Dari apa yang saya pelajari mengenai homoseksual saya berkesimpulan bahwa homoseksual itu sendiri adalah suatu kelainan seksual yang bukan disengaja, artinya seorang gay atau lesbian tidak pernah menginginkan dirinya menjadi homoseksual.
Berangkat dari penjelasan tersebut menjadi kaum LGBT bukanlah sebuah pilihan melainkan sebuah “jalan” kehidupan, oleh karena itu kaum LGBT juga punya hak yang sama sebagai warga Negara Indonesia yang tidak berhak mendapat diskriminasi di mana pemenuhan hak tersebut tertuang dalam UU nomor 39 tahun 1999 tentang HAM.
Menjadi seorang gay bukan sebuah pilihan namun sebuah “jalan” kehidupan yang harus dilalui. Hak-hak mereka pun harus setara dengan masyarakat lainya.
Amerika Serikat baru-baru ini melegalkan perkawinan sesama jenis yang tentunya menjadi kemenangan bagi kaum LGBT yang selama ini didiskriminasi, selain itu legalisasi tersebut menunjukan Amerika Serikat ialah Negara yang maju dan menjunjung tinggi nilai-nilai hak asasi manusia.
Saya sendiri berharap suatu saat masyarakat Indonesia paham betul dan mau membuka pikiranya, mau memposisikan diri sebagai orang yang terdiskriminasi agar mampu berpikir lebih objektif dan adil. Kaum LGBT bukan manusia yang harus dihindari atau dimusnahkan dengan cara menghilangkan hak-hak dasarnya sebagai manusia.

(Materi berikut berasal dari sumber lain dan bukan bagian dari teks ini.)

//! Samples stored in a series cache.
//!
//! Any type implementing [`Sample`] can be cached. The crate ships the three
//! shapes chart series draw from: OHLCV candles, single values and
//! multi-value blocks (e.g. indicator bands).

use serde::{Deserialize, Serialize};

use crate::moment::Moment;

/// An item positioned on a moment axis.
pub trait Sample: Clone + Send + Sync + 'static {
    /// Axis the sample lives on.
    type Moment: Moment;

    /// Position of this sample.
    fn moment(&self) -> Self::Moment;
}

/// Open/high/low/close/volume bar.
#[derive(Debug, Clone, Copy, PartialEq, Serialize, Deserialize)]
pub struct Candle<M> {
    pub moment: M,
    pub open: f64,
    pub high: f64,
    pub low: f64,
    pub close: f64,
    pub volume: f64,
}

impl<M: Moment> Candle<M> {
    /// Create a candle, deriving high/low from open and close.
    pub fn flat(moment: M, open: f64, close: f64, volume: f64) -> Self {
        Self {
            moment,
            open,
            high: open.max(close),
            low: open.min(close),
            close,
            volume,
        }
    }

    /// Midpoint of the candle body.
    pub fn mid(&self) -> f64 {
        (self.open + self.close) / 2.0
    }
}

impl<M: Moment> Sample for Candle<M> {
    type Moment = M;

    fn moment(&self) -> M {
        self.moment
    }
}

/// A single scalar observation.
#[derive(Debug, Clone, Copy, PartialEq, Serialize, Deserialize)]
pub struct Value<M> {
    pub moment: M,
    pub value: f64,
}

impl<M: Moment> Value<M> {
    pub fn new(moment: M, value: f64) -> Self {
        Self { moment, value }
    }
}

impl<M: Moment> Sample for Value<M> {
    type Moment = M;

    fn moment(&self) -> M {
        self.moment
    }
}

/// Several values sharing one moment.
#[derive(Debug, Clone, PartialEq, Serialize, Deserialize)]
pub struct Block<M> {
    pub moment: M,
    pub values: Vec<f64>,
}

impl<M: Moment> Block<M> {
    pub fn new(moment: M, values: Vec<f64>) -> Self {
        Self { moment, values }
    }
}

impl<M: Moment> Sample for Block<M> {
    type Moment = M;

    fn moment(&self) -> M {
        self.moment
    }
}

Jika melihat keadaan sekarang tentunya saya harus realistis bahwa legalisasi LGBT di Indonesia tidak akan terjadi. Belenggu-belenggu agama akan menjadi tembok besar yang menghalangi legalisasi tersebut mengingat konstitusi kita harus berdasarkan Pancasila. dan sila pertama adalah ketuhanan yang maha esa. Jika legalisasi LGBT terjadi artinya legalisasi tersebut menyalahi hirarki peraturan perundang-undangan.
Begitulah dilema yang terjadi saat ini di satu sisi ingin memperjuangkan hak-hak sebagai manusia namun disisi lain menyalahi konstitusi, semua kembali kepada kedewasaan masyarakat Indonesia. [b]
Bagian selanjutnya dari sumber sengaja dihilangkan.